Notre outil de surveillance peut calculer automatiquement l’impact sur l’utilisateur final et déterminer la nature de l’anomalie concernée en analysant les “logs” (journaux d’erreurs). Une priorité brute est alors définie automatiquement, pouvant ensuite être ajustée manuellement par l’équipe de maintenance du connecteur.
Gérer le chaos
Tout cela est très bien, mais comment pouvons-nous nous adapter aux problèmes qui surviennent de manière imprévisible ? Et quand peut-on décider de ne pas corriger une anomalie, plutôt que de la conserver pour plus tard ?

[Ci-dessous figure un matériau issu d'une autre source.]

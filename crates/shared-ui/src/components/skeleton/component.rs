use dioxus::prelude::*;

/// Pulsing placeholder bars shown while content loads.
#[component]
pub fn Skeleton(
    #[props(default = 1)] lines: usize,
    #[props(extends = GlobalAttributes)] attributes: Vec<Attribute>,
) -> Element {
    let base = vec![Attribute::new("class", "skeleton", None, false)];
    let merged = dioxus_primitives::merge_attributes(vec![base, attributes]);

    rsx! {
        document::Link { rel: "stylesheet", href: asset!("./style.css") }
        div { "aria-busy": "true", ..merged,
            for i in 0..lines.max(1) {
                div { key: "{i}", class: "skeleton-line" }
            }
        }
    }
}
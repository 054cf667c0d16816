use serde::{Deserialize, Serialize};

#[cfg(feature = "validation")]
use validator::Validate;

/// Durable storage key for the access token.
pub const ACCESS_TOKEN_KEY: &str = "access_token";
/// Durable storage key for the refresh token.
pub const REFRESH_TOKEN_KEY: &str = "refresh_token";
/// Durable storage key for the serialized [`SessionUser`].
pub const SESSION_USER_KEY: &str = "user";

/// All keys written on login/register and cleared together on logout.
pub const SESSION_KEYS: [&str; 3] = [ACCESS_TOKEN_KEY, REFRESH_TOKEN_KEY, SESSION_USER_KEY];

/// Request DTO for creating an account.
#[derive(Debug, Clone, Default, Serialize, Deserialize, PartialEq)]
#[cfg_attr(feature = "validation", derive(Validate))]
pub struct RegisterRequest {
    #[cfg_attr(
        feature = "validation",
        validate(length(min = 1, message = "Name is required"))
    )]
    pub name: String,
    #[cfg_attr(
        feature = "validation",
        validate(email(message = "Valid email is required"))
    )]
    pub email: String,
    #[cfg_attr(
        feature = "validation",
        validate(length(min = 10, max = 15, message = "Phone number must be 10 to 15 digits"))
    )]
    pub phone: String,
    #[cfg_attr(
        feature = "validation",
        validate(length(min = 8, message = "Password must be at least 8 characters"))
    )]
    pub password: String,
}

/// Request DTO for signing in.
#[derive(Debug, Clone, Default, Serialize, Deserialize, PartialEq)]
#[cfg_attr(feature = "validation", derive(Validate))]
pub struct LoginRequest {
    #[cfg_attr(
        feature = "validation",
        validate(email(message = "Valid email is required"))
    )]
    pub email: String,
    #[cfg_attr(
        feature = "validation",
        validate(length(min = 1, message = "Password is required"))
    )]
    pub password: String,
}

/// The signed-in user as reported by the authentication service.
#[derive(Debug, Clone, Default, Serialize, Deserialize, PartialEq)]
pub struct SessionUser {
    pub name: String,
    pub email: String,
}

/// Successful register/login response.
#[derive(Debug, Clone, Serialize, Deserialize, PartialEq)]
pub struct AuthResponse {
    pub access_token: String,
    pub refresh_token: String,
    pub user: SessionUser,
}
pub mod auth;
pub mod config;
pub mod contact;
pub mod error;
pub mod feature_flags;
pub mod judgment;

pub use auth::*;
pub use config::*;
pub use contact::*;
pub use error::*;
pub use feature_flags::*;
pub use judgment::*;
use std::fmt::Display;

/// Case-insensitive substring filter over a display list.
///
/// Returns the items whose text contains `query`, in their original order.
/// An empty query returns every item.
pub fn filter_items<T: Clone + Display>(items: &[T], query: &str) -> Vec<T> {
    if query.is_empty() {
        return items.to_vec();
    }
    let needle = query.to_lowercase();
    items
        .iter()
        .filter(|item| item.to_string().to_lowercase().contains(&needle))
        .cloned()
        .collect()
}
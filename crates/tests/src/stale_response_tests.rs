use pretty_assertions::assert_eq;
use std::time::Duration;
use shared_ui::detail::{case_title, FetchState, FetchTracker};

use crate::common::{judgment, spawn_site};

#[tokio::test]
async fn slow_response_for_previous_id_is_discarded() {
    let site = spawn_site().await;
    site.library.insert_delayed(
        5,
        judgment(5, "Old Appellant", "Old Respondent"),
        Duration::from_millis(400),
    );
    site.library.insert(6, judgment(6, "New Appellant", "New Respondent"));
    let content = site.content();

    let mut tracker = FetchTracker::default();
    let first = tracker.begin(5);
    let slow = tokio::spawn({
        let content = content.clone();
        async move { content.fetch_judgment(5).await }
    });

    // Navigate to another judgment before the first answers.
    let second = tracker.begin(6);
    let fast = content.fetch_judgment(6).await;
    assert!(tracker.settle(second, fast));

    let late = slow.await.unwrap();
    assert!(late.is_ok());
    assert!(!tracker.settle(first, late));

    let FetchState::Loaded(shown) = tracker.state() else {
        panic!("expected a loaded judgment");
    };
    assert_eq!(shown.id, 6);
    assert_eq!(case_title(shown), "New Appellant v. New Respondent");
}

#[tokio::test]
async fn response_after_teardown_changes_nothing() {
    let site = spawn_site().await;
    site.library.insert(8, judgment(8, "A", "B"));

    let mut tracker = FetchTracker::default();
    let ticket = tracker.begin(8);
    let result = site.content().fetch_judgment(8).await;

    tracker.retire();
    assert!(!tracker.settle(ticket, result));
    assert!(tracker.state().is_loading());
    assert_eq!(tracker.pending(), None);
}

#[tokio::test]
async fn revisiting_an_id_fetches_again() {
    let site = spawn_site().await;
    site.library.insert(3, judgment(3, "A", "B"));
    let content = site.content();
    let mut tracker = FetchTracker::default();

    for _ in 0..2 {
        let ticket = tracker.begin(3);
        let result = content.fetch_judgment(3).await;
        assert!(tracker.settle(ticket, result));
    }

    assert_eq!(site.library.lookups(), vec![3, 3]);
}
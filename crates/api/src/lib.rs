//! Clients for the two services the site talks to: the content lookup
//! service and the authentication service.

pub mod auth;
pub mod config;
pub mod content;
pub mod http;
pub mod storage;

pub use auth::AuthClient;
pub use content::ContentClient;
pub use http::ApiClient;
pub use storage::{MemoryTokenStore, TokenStore};
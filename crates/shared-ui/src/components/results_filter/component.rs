use dioxus::prelude::*;
use dioxus_free_icons::icons::ld_icons::LdFilter;
use dioxus_free_icons::Icon;

use crate::components::dropdown::{
    handle_dropdown_key, status_view, use_dropdown, DropdownFrame, DropdownPanel,
};
use crate::scoped::OutsideClickScope;
use crate::selection::{panel_body, search_placeholder, DropdownVariant, ListStatus, One};

/// Compact single-value filter for a results list: filter icon, label and
/// current value on the trigger. Owns its outside-click listener unless told
/// otherwise.
#[component]
pub fn ResultsFilter(
    items: Vec<String>,
    #[props(default)] value: Option<String>,
    on_change: EventHandler<Option<String>>,
    #[props(default = "All".to_string())] placeholder: String,
    #[props(default = false)] searchable: bool,
    #[props(default)] label: String,
    #[props(default)] status: ListStatus,
    #[props(default)] outside_click: Option<OutsideClickScope>,
    #[props(default)] id: Option<String>,
) -> Element {
    let variant = DropdownVariant::ResultsFilter;
    let (mut machine, boundary_id) = use_dropdown::<One>(variant, id, outside_click);

    let snapshot = machine.read().clone();
    let open = snapshot.is_open();
    let body = panel_body(open, &status, &items, snapshot.search_term());
    if let Some(status_line) = status_view(&body) {
        return status_line;
    }
    let current = snapshot.display_text(&value, &placeholder);

    let on_key = {
        let value = value.clone();
        move |evt: KeyboardEvent| handle_dropdown_key(evt, machine, &value, &items, on_change)
    };
    let on_pick = {
        let value = value.clone();
        move |item: String| {
            let next = machine.write().pick(&value, &item);
            on_change.call(next);
        }
    };

    rsx! {
        DropdownFrame { boundary_id, variant, open, on_key,
            button {
                class: "dropdown-trigger",
                r#type: "button",
                "aria-haspopup": "listbox",
                "aria-expanded": open,
                "data-placeholder": value.is_none(),
                onclick: move |_| machine.write().toggle(),
                span { class: "dropdown-icon",
                    Icon::<LdFilter> { icon: LdFilter, width: 14, height: 14 }
                }
                if !label.is_empty() {
                    span { class: "dropdown-label", "{label}:" }
                }
                span { class: "dropdown-value", "{current}" }
            }
            DropdownPanel {
                body,
                selected: value.iter().cloned().collect::<Vec<_>>(),
                searchable,
                search_term: snapshot.search_term().to_string(),
                search_placeholder: search_placeholder(&label),
                on_search: move |term: String| machine.write().set_search(term),
                on_pick,
            }
        }
    }
}
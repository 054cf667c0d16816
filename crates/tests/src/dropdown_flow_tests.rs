use pretty_assertions::assert_eq;
use shared_ui::selection::{
    panel_body, CloseReason, ListStatus, Many, One, PanelBody, SelectionMachine,
};

fn countries() -> Vec<String> {
    ["India", "United Kingdom", "United States", "Singapore"]
        .iter()
        .map(|c| c.to_string())
        .collect()
}

#[test]
fn typing_down_to_one_match_then_confirming() {
    let items = countries();
    let mut machine = SelectionMachine::<String, One>::new();
    let mut value: Option<String> = None;

    machine.toggle();
    machine.set_search("united");
    assert_eq!(machine.visible(&items).len(), 2);
    assert_eq!(machine.confirm(&value, &items), None);
    assert!(machine.is_open());

    machine.set_search("united s");
    if let Some(next) = machine.confirm(&value, &items) {
        value = next;
    }
    assert_eq!(value.as_deref(), Some("United States"));
    assert!(!machine.is_open());
    assert_eq!(machine.search_term(), "");
    assert_eq!(machine.display_text(&value, "Country"), "United States");
}

#[test]
fn no_match_panel_and_reopen_clears_search() {
    let items = countries();
    let mut machine = SelectionMachine::<String, One>::new();

    machine.toggle();
    machine.set_search("zz");
    assert_eq!(
        panel_body(machine.is_open(), &ListStatus::Ready, &items, machine.search_term()),
        PanelBody::Empty
    );

    machine.close(CloseReason::OutsideClick);
    machine.toggle();
    assert_eq!(machine.search_term(), "");
    assert_eq!(machine.visible(&items).len(), items.len());
}

#[test]
fn multi_select_collects_then_select_all_ignores_search() {
    let items = countries();
    let mut machine = SelectionMachine::<String, Many>::new();
    let mut value: Vec<String> = Vec::new();

    machine.toggle();
    value = machine.pick(&value, &items[0]);
    value = machine.pick(&value, &items[3]);
    assert!(machine.is_open());
    assert_eq!(machine.display_text(&value, "Any"), "2 selected");

    machine.set_search("united");
    value = machine.select_all(&value, &items);
    assert_eq!(value, items);
    assert!(machine.all_selected(&value, &items));

    value = machine.select_all(&value, &items);
    assert!(value.is_empty());
    assert_eq!(machine.display_text(&value, "Any"), "Any");
}

#[test]
fn picking_a_selected_item_again_deselects_it() {
    let items = countries();
    let mut machine = SelectionMachine::<String, Many>::new();
    machine.toggle();
    let value = machine.pick(&Vec::new(), &items[1]);
    let value = machine.pick(&value, &items[1]);
    assert!(value.is_empty());
}

#[test]
fn loading_and_error_hide_the_list_even_when_open() {
    let items = countries();
    assert_eq!(
        panel_body(true, &ListStatus::loading(), &items, ""),
        PanelBody::Loading("Loading...".to_string())
    );
    assert_eq!(
        panel_body(false, &ListStatus::Error("Courts unavailable".into()), &items, ""),
        PanelBody::Error("Courts unavailable".to_string())
    );
}
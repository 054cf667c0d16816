//! Session persistence in the browser's `localStorage`.

use api::TokenStore;
use dioxus::prelude::*;
use shared_types::SESSION_KEYS;
use std::cell::RefCell;
use std::collections::HashMap;
use std::rc::Rc;

/// `TokenStore` over `localStorage`.
///
/// Reads are served from an in-memory mirror so they stay synchronous;
/// writes update the mirror and are forwarded to the page. Call
/// [`BrowserTokenStore::hydrate`] once at startup to fill the mirror.
#[derive(Debug, Clone, Default)]
pub struct BrowserTokenStore {
    mirror: Rc<RefCell<HashMap<String, String>>>,
}

fn js_string(value: &str) -> String {
    serde_json::to_string(value).unwrap_or_else(|_| "\"\"".to_string())
}

impl BrowserTokenStore {
    /// Load the session keys from `localStorage` into the mirror.
    pub async fn hydrate(&self) {
        let keys = serde_json::to_string(&SESSION_KEYS).unwrap_or_else(|_| "[]".to_string());
        let script = format!(
            r#"const out = {{}};
            for (const k of {keys}) {{
                const v = window.localStorage.getItem(k);
                if (v !== null) {{ out[k] = v; }}
            }}
            return out;"#
        );
        match document::eval(&script).join::<HashMap<String, String>>().await {
            Ok(entries) => {
                tracing::debug!(keys = entries.len(), "session hydrated");
                self.mirror.borrow_mut().extend(entries);
            }
            Err(e) => tracing::warn!(error = ?e, "could not read session from localStorage"),
        }
    }
}

impl TokenStore for BrowserTokenStore {
    fn get(&self, key: &str) -> Option<String> {
        self.mirror.borrow().get(key).cloned()
    }

    fn set(&self, key: &str, value: &str) {
        self.mirror.borrow_mut().insert(key.to_string(), value.to_string());
        document::eval(&format!(
            "window.localStorage.setItem({}, {});",
            js_string(key),
            js_string(value)
        ));
    }

    fn remove(&self, key: &str) {
        self.mirror.borrow_mut().remove(key);
        document::eval(&format!("window.localStorage.removeItem({});", js_string(key)));
    }
}
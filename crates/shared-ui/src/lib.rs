//! Components and view-state machines for the CaseFinder site.
//!
//! Pure state lives in [`selection`], [`detail`] and [`scoped`]; the Dioxus
//! components in [`components`] are thin views over it.

pub mod components;
pub mod detail;
pub mod scoped;
pub mod selection;

pub use components::*;
use serde::{Deserialize, Serialize};
use std::collections::HashMap;
use std::fmt;

/// Categorization of errors surfaced to the UI.
#[derive(Debug, Clone, Serialize, Deserialize, PartialEq)]
pub enum AppErrorKind {
    NotFound,
    BadRequest,
    ValidationError,
    Unauthorized,
    Forbidden,
    RateLimited,
    /// The request did not complete within the configured timeout.
    Timeout,
    /// The request never produced an HTTP response (DNS, TLS, connection reset).
    Transport,
    /// A response arrived but its body could not be decoded.
    Decode,
    InternalError,
}

impl fmt::Display for AppErrorKind {
    fn fmt(&self, f: &mut fmt::Formatter<'_>) -> fmt::Result {
        match self {
            AppErrorKind::NotFound => write!(f, "NotFound"),
            AppErrorKind::BadRequest => write!(f, "BadRequest"),
            AppErrorKind::ValidationError => write!(f, "ValidationError"),
            AppErrorKind::Unauthorized => write!(f, "Unauthorized"),
            AppErrorKind::Forbidden => write!(f, "Forbidden"),
            AppErrorKind::RateLimited => write!(f, "RateLimited"),
            AppErrorKind::Timeout => write!(f, "Timeout"),
            AppErrorKind::Transport => write!(f, "Transport"),
            AppErrorKind::Decode => write!(f, "Decode"),
            AppErrorKind::InternalError => write!(f, "InternalError"),
        }
    }
}

/// Structured error shared by the HTTP clients and the UI.
#[derive(Debug, Clone, Serialize, Deserialize, PartialEq)]
pub struct AppError {
    pub kind: AppErrorKind,
    pub message: String,
    #[serde(default, skip_serializing_if = "HashMap::is_empty")]
    pub field_errors: HashMap<String, String>,
}

impl AppError {
    fn new(kind: AppErrorKind, message: impl Into<String>) -> Self {
        Self {
            kind,
            message: message.into(),
            field_errors: HashMap::new(),
        }
    }

    pub fn not_found(message: impl Into<String>) -> Self {
        Self::new(AppErrorKind::NotFound, message)
    }

    pub fn bad_request(message: impl Into<String>) -> Self {
        Self::new(AppErrorKind::BadRequest, message)
    }

    pub fn validation(message: impl Into<String>, field_errors: HashMap<String, String>) -> Self {
        Self {
            kind: AppErrorKind::ValidationError,
            message: message.into(),
            field_errors,
        }
    }

    pub fn timeout(message: impl Into<String>) -> Self {
        Self::new(AppErrorKind::Timeout, message)
    }

    pub fn transport(message: impl Into<String>) -> Self {
        Self::new(AppErrorKind::Transport, message)
    }

    pub fn decode(message: impl Into<String>) -> Self {
        Self::new(AppErrorKind::Decode, message)
    }

    pub fn internal(message: impl Into<String>) -> Self {
        Self::new(AppErrorKind::InternalError, message)
    }

    /// Classify a non-success HTTP status that carried no structured body.
    pub fn from_status(status: u16, message: impl Into<String>) -> Self {
        let kind = match status {
            400 => AppErrorKind::BadRequest,
            401 => AppErrorKind::Unauthorized,
            403 => AppErrorKind::Forbidden,
            404 => AppErrorKind::NotFound,
            408 | 504 => AppErrorKind::Timeout,
            422 => AppErrorKind::ValidationError,
            429 => AppErrorKind::RateLimited,
            _ => AppErrorKind::InternalError,
        };
        Self::new(kind, message)
    }

    /// Parse an `AppError` out of an error body.
    ///
    /// Upstream services sometimes wrap the payload in prose, e.g.
    ///   `request failed: {"kind":"Unauthorized",...}`
    /// so the embedded JSON object between the first `{` and last `}` is tried
    /// when the whole string is not valid JSON.
    pub fn from_server_error(error_message: &str) -> Option<Self> {
        if let Ok(err) = serde_json::from_str::<Self>(error_message) {
            return Some(err);
        }
        let start = error_message.find('{')?;
        let end = error_message.rfind('}')?;
        if end > start {
            serde_json::from_str(&error_message[start..=end]).ok()
        } else {
            None
        }
    }
}

impl fmt::Display for AppError {
    fn fmt(&self, f: &mut fmt::Formatter<'_>) -> fmt::Result {
        write!(f, "{}: {}", self.kind, self.message)
    }
}

impl std::error::Error for AppError {}

#[cfg(feature = "validation")]
impl From<validator::ValidationErrors> for AppError {
    fn from(errors: validator::ValidationErrors) -> Self {
        let mut field_errors = HashMap::new();
        for (field, errs) in errors.field_errors() {
            if let Some(first) = errs.first() {
                let msg = first
                    .message
                    .as_ref()
                    .map(|m| m.to_string())
                    .unwrap_or_else(|| format!("Invalid value for {}", field));
                field_errors.insert(field.to_string(), msg);
            }
        }
        AppError::validation("Please correct the highlighted fields", field_errors)
    }
}
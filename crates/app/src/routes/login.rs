use dioxus::prelude::*;
use shared_types::{AppError, LoginRequest};
use shared_ui::{Alert, Button, Card, TextField};
use std::collections::HashMap;
use validator::Validate;

use crate::auth::{use_auth, use_auth_client};
use crate::routes::Route;

#[component]
pub fn Login() -> Element {
    let mut auth = use_auth();
    let client = use_auth_client();
    let mut email = use_signal(String::new);
    let mut password = use_signal(String::new);
    let mut error_msg = use_signal(|| Option::<String>::None);
    let mut field_errors = use_signal(HashMap::<String, String>::new);
    let mut loading = use_signal(|| false);

    if auth.is_authenticated() {
        navigator().push(Route::Home {});
    }

    let handle_login = move |evt: FormEvent| {
        evt.prevent_default();
        let request = LoginRequest {
            email: email(),
            password: password(),
        };
        if let Err(errors) = request.validate() {
            field_errors.set(AppError::from(errors).field_errors);
            return;
        }
        let client = client.clone();
        spawn(async move {
            loading.set(true);
            error_msg.set(None);
            match client.login(&request).await {
                Ok(response) => {
                    auth.set_user(response.user);
                    navigator().push(Route::Home {});
                }
                Err(err) if !err.field_errors.is_empty() => field_errors.set(err.field_errors),
                Err(err) => error_msg.set(Some(err.message)),
            }
            loading.set(false);
        });
    };

    rsx! {
        document::Link { rel: "stylesheet", href: asset!("./auth.css") }
        div { class: "auth-page",
            Card { class: "auth-card", title: "Sign in", subtitle: "Welcome back. Pick up your research where you left it.",
                if let Some(err) = error_msg() {
                    Alert { message: err }
                }
                form { class: "auth-form", onsubmit: handle_login,
                    TextField {
                        name: "email",
                        label: "Email",
                        input_type: "email",
                        placeholder: "you@example.com",
                        value: email(),
                        error: field_errors.read().get("email").cloned(),
                        on_input: move |value: String| {
                            email.set(value);
                            field_errors.write().remove("email");
                        },
                    }
                    TextField {
                        name: "password",
                        label: "Password",
                        input_type: "password",
                        value: password(),
                        error: field_errors.read().get("password").cloned(),
                        on_input: move |value: String| {
                            password.set(value);
                            field_errors.write().remove("password");
                        },
                    }
                    Button { button_type: "submit", busy: loading(), class: "auth-submit",
                        if loading() { "Signing in..." } else { "Sign in" }
                    }
                }
                p { class: "auth-link",
                    "New here? "
                    Link { to: Route::Register {}, "Create an account" }
                }
            }
        }
    }
}
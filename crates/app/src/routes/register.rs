use dioxus::prelude::*;
use shared_types::{AppError, RegisterRequest};
use shared_ui::{Alert, Button, Card, TextField};
use std::collections::HashMap;
use validator::Validate;

use crate::auth::{use_auth, use_auth_client};
use crate::routes::Route;

/// Client-side checks: the DTO's own rules plus the confirmation field.
fn check_registration(
    request: &RegisterRequest,
    confirm_password: &str,
) -> HashMap<String, String> {
    let mut errors = match request.validate() {
        Ok(()) => HashMap::new(),
        Err(errors) => AppError::from(errors).field_errors,
    };
    if request.password != confirm_password {
        errors
            .entry("confirm_password".to_string())
            .or_insert_with(|| "Passwords do not match".to_string());
    }
    errors
}

#[component]
pub fn Register() -> Element {
    let mut auth = use_auth();
    let client = use_auth_client();
    let mut name = use_signal(String::new);
    let mut email = use_signal(String::new);
    let mut phone = use_signal(String::new);
    let mut password = use_signal(String::new);
    let mut confirm = use_signal(String::new);
    let mut error_msg = use_signal(|| Option::<String>::None);
    let mut field_errors = use_signal(HashMap::<String, String>::new);
    let mut loading = use_signal(|| false);

    if auth.is_authenticated() {
        navigator().push(Route::Home {});
    }

    let handle_register = move |evt: FormEvent| {
        evt.prevent_default();
        let request = RegisterRequest {
            name: name(),
            email: email(),
            phone: phone(),
            password: password(),
        };
        let errors = check_registration(&request, &confirm());
        if !errors.is_empty() {
            field_errors.set(errors);
            return;
        }
        let client = client.clone();
        spawn(async move {
            loading.set(true);
            error_msg.set(None);
            match client.register(&request).await {
                Ok(response) => {
                    auth.set_user(response.user);
                    navigator().push(Route::Home {});
                }
                Err(err) if !err.field_errors.is_empty() => field_errors.set(err.field_errors),
                Err(err) => error_msg.set(Some(err.message)),
            }
            loading.set(false);
        });
    };

    let error_for = move |field: &str| field_errors.read().get(field).cloned();

    rsx! {
        document::Link { rel: "stylesheet", href: asset!("./auth.css") }
        div { class: "auth-page",
            Card { class: "auth-card", title: "Create your account", subtitle: "Fourteen days free. No card needed.",
                if let Some(err) = error_msg() {
                    Alert { message: err }
                }
                form { class: "auth-form", onsubmit: handle_register,
                    TextField {
                        name: "name",
                        label: "Full name",
                        value: name(),
                        error: error_for("name"),
                        on_input: move |value: String| {
                            name.set(value);
                            field_errors.write().remove("name");
                        },
                    }
                    TextField {
                        name: "email",
                        label: "Email",
                        input_type: "email",
                        value: email(),
                        error: error_for("email"),
                        on_input: move |value: String| {
                            email.set(value);
                            field_errors.write().remove("email");
                        },
                    }
                    TextField {
                        name: "phone",
                        label: "Mobile number",
                        input_type: "tel",
                        value: phone(),
                        error: error_for("phone"),
                        on_input: move |value: String| {
                            phone.set(value);
                            field_errors.write().remove("phone");
                        },
                    }
                    TextField {
                        name: "password",
                        label: "Password",
                        input_type: "password",
                        value: password(),
                        error: error_for("password"),
                        on_input: move |value: String| {
                            password.set(value);
                            field_errors.write().remove("password");
                        },
                    }
                    TextField {
                        name: "confirm_password",
                        label: "Confirm password",
                        input_type: "password",
                        value: confirm(),
                        error: error_for("confirm_password"),
                        on_input: move |value: String| {
                            confirm.set(value);
                            field_errors.write().remove("confirm_password");
                        },
                    }
                    Button { button_type: "submit", busy: loading(), class: "auth-submit",
                        if loading() { "Creating account..." } else { "Create account" }
                    }
                }
                p { class: "auth-link",
                    "Already have an account? "
                    Link { to: Route::Login {}, "Sign in" }
                }
            }
        }
    }
}
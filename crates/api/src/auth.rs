use shared_types::{
    ApiConfig, AppError, AuthResponse, LoginRequest, RegisterRequest, SessionUser,
    ACCESS_TOKEN_KEY, REFRESH_TOKEN_KEY, SESSION_KEYS, SESSION_USER_KEY,
};
use std::time::Duration;

use crate::http::ApiClient;
use crate::storage::TokenStore;

const REGISTER_PATH: &str = "/auth/register";
const LOGIN_PATH: &str = "/auth/login";

/// Client for the authentication service. Successful calls persist the
/// session in `store`.
#[derive(Debug, Clone)]
pub struct AuthClient<S: TokenStore> {
    api: ApiClient,
    store: S,
}

impl<S: TokenStore> AuthClient<S> {
    pub fn new(base_url: impl Into<String>, timeout: Duration, store: S) -> Self {
        Self {
            api: ApiClient::new(base_url, timeout),
            store,
        }
    }

    pub fn from_config(config: &ApiConfig, store: S) -> Self {
        Self::new(
            config.auth_base_url.clone(),
            Duration::from_secs(config.request_timeout_secs),
            store,
        )
    }

    pub fn store(&self) -> &S {
        &self.store
    }

    #[tracing::instrument(skip(self, request), fields(email = %request.email))]
    pub async fn register(&self, request: &RegisterRequest) -> Result<AuthResponse, AppError> {
        let response: AuthResponse = self.api.post_json(REGISTER_PATH, request).await?;
        self.persist(&response)?;
        tracing::info!("account registered");
        Ok(response)
    }

    #[tracing::instrument(skip(self, request), fields(email = %request.email))]
    pub async fn login(&self, request: &LoginRequest) -> Result<AuthResponse, AppError> {
        let response: AuthResponse = self.api.post_json(LOGIN_PATH, request).await?;
        self.persist(&response)?;
        tracing::info!("signed in");
        Ok(response)
    }

    /// Clear every session key. Local only; the service is not notified.
    pub fn logout(&self) {
        for key in SESSION_KEYS {
            self.store.remove(key);
        }
        tracing::info!("signed out");
    }

    /// The persisted user, if a session exists.
    pub fn session(&self) -> Option<SessionUser> {
        self.store.get(ACCESS_TOKEN_KEY)?;
        let raw = self.store.get(SESSION_USER_KEY)?;
        serde_json::from_str(&raw).ok()
    }

    pub fn access_token(&self) -> Option<String> {
        self.store.get(ACCESS_TOKEN_KEY)
    }

    fn persist(&self, response: &AuthResponse) -> Result<(), AppError> {
        let user = serde_json::to_string(&response.user)
            .map_err(|e| AppError::internal(format!("Could not store session: {e}")))?;
        self.store.set(ACCESS_TOKEN_KEY, &response.access_token);
        self.store.set(REFRESH_TOKEN_KEY, &response.refresh_token);
        self.store.set(SESSION_USER_KEY, &user);
        Ok(())
    }
}
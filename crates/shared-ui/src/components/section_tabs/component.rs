use dioxus::prelude::*;

use crate::detail::{scroll_script, BodySection, SectionNav, BODY_SECTIONS};

/// Tab strip over the seven judgment body sections. Clicking a tab
/// highlights it and smooth-scrolls to the section; the highlight does not
/// follow manual scrolling.
#[component]
pub fn SectionTabs(#[props(default)] initial: Option<BodySection>) -> Element {
    let mut tabs = use_signal(|| {
        let mut tabs = SectionNav::default();
        if let Some(section) = initial {
            tabs.select(section);
        }
        tabs
    });

    rsx! {
        document::Link { rel: "stylesheet", href: asset!("./style.css") }
        nav { class: "section-tabs", role: "tablist",
            for section in BODY_SECTIONS {
                button {
                    key: "{section.anchor()}",
                    class: "section-tab",
                    role: "tab",
                    r#type: "button",
                    "aria-selected": if tabs.read().is_active(section) { "true" } else { "false" },
                    "data-active": tabs.read().is_active(section),
                    "aria-controls": section.anchor(),
                    onclick: move |_| {
                        let anchor = tabs.write().select(section);
                        document::eval(&scroll_script(anchor));
                    },
                    "{section.title()}"
                }
            }
        }
    }
}

#[cfg(test)]
mod tests {
    use super::*;

    fn render(app: fn() -> Element) -> String {
        let mut dom = VirtualDom::new(app);
        dom.rebuild_in_place();
        dioxus_ssr::render(&dom)
    }

    #[test]
    fn renders_all_tabs_with_issue_active() {
        fn app() -> Element {
            rsx! { SectionTabs {} }
        }
        let html = render(app);
        for section in BODY_SECTIONS {
            assert!(html.contains(section.title()), "{}", section.title());
        }
        let issue = html.find("Issue").unwrap();
        let active = html.find(r#"data-active="true""#).unwrap();
        assert!(active < issue);
        assert_eq!(html.matches(r#"data-active="true""#).count(), 1);
    }

    #[test]
    fn initial_section_is_highlighted() {
        fn app() -> Element {
            rsx! { SectionTabs { initial: BodySection::Facts } }
        }
        let html = render(app);
        let active = html.find(r#"data-active="true""#).unwrap();
        let facts = html.find(">Facts<").unwrap();
        let held = html.find(">Held<").unwrap();
        assert!(held < active && active < facts);
    }
}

Certains mois, nous avons plusieurs “P0” en même temps (crashs importants de connecteurs). D’autres mois, nous avons à peine un “P2”. Et comment trouver l’équilibre entre la correction des bugs des connecteurs et les tâches à plus long terme, comme l’amélioration du système de surveillance, par exemple ? Des travaux de développement interrompus de manière aléatoire ne mèneront à rien, et vous risquez de sous-investir dans votre plateforme — ce qui finira par générer davantage d’instabilité.
Vous avez besoin, là encore, d’un système suffisamment flexible pour augmenter les ressources de manière tactique (le nombre de développeurs disponibles pour corriger les bugs des connecteurs), mais suffisamment rigide pour éviter d’interrompre le travail d’amélioration de la qualité à long terme — qui, sinon, serait stoppé dès que les choses commenceraient à s’accélérer.
À cette fin, nous avons décidé de classer tous les numéros de priorité en quatre catégories : “critique”, “élevé”, “moyen” et “faible”. En fonction de la catégorie de priorité, le chef de produit de l’équipe de maintenance des connecteurs dispose d’une marge de manœuvre plus ou moins importante.
Parmi les pouvoirs dont il peut faire usage, on peut citer : le refus d’une tâche (choisir de ne jamais la corriger), l’interruption de tout autre type de tâche de développement — y compris à long terme — ou même, dans les cas les plus critiques, la demande d’assistance de tout développeur de l’entreprise, quelle que soit son équipe, jusqu’à ce que le problème soit résolu.

“XC” désigne “X-Connectors”, l’équipe chargée de la connectivité. “PO” désigne “Product Owner”, le rôle responsable des décisions relatives aux produits au sein de l’équipe.
Conclusion
La concurrence est forte dans le domaine de l’Open Banking, et Powens occupe une position de leader depuis un certain temps déjà. L’une des raisons de ce succès est notre engagement en faveur de la qualité et du service client. Pour bon nombre de nos clients, les services que nous fournissons sont essentiels à leur activité. Leur tolérance aux anomalies est faible — et à juste titre. Il est de notre devoir d’être transparents et de faire tout notre possible pour répondre à leurs attentes.
Notre système de hiérarchisation et de priorisation n’est qu’une des nombreuses initiatives allant dans ce sens. Nous sommes impatients de vous faire découvrir les autres — alors restez à l’écoute.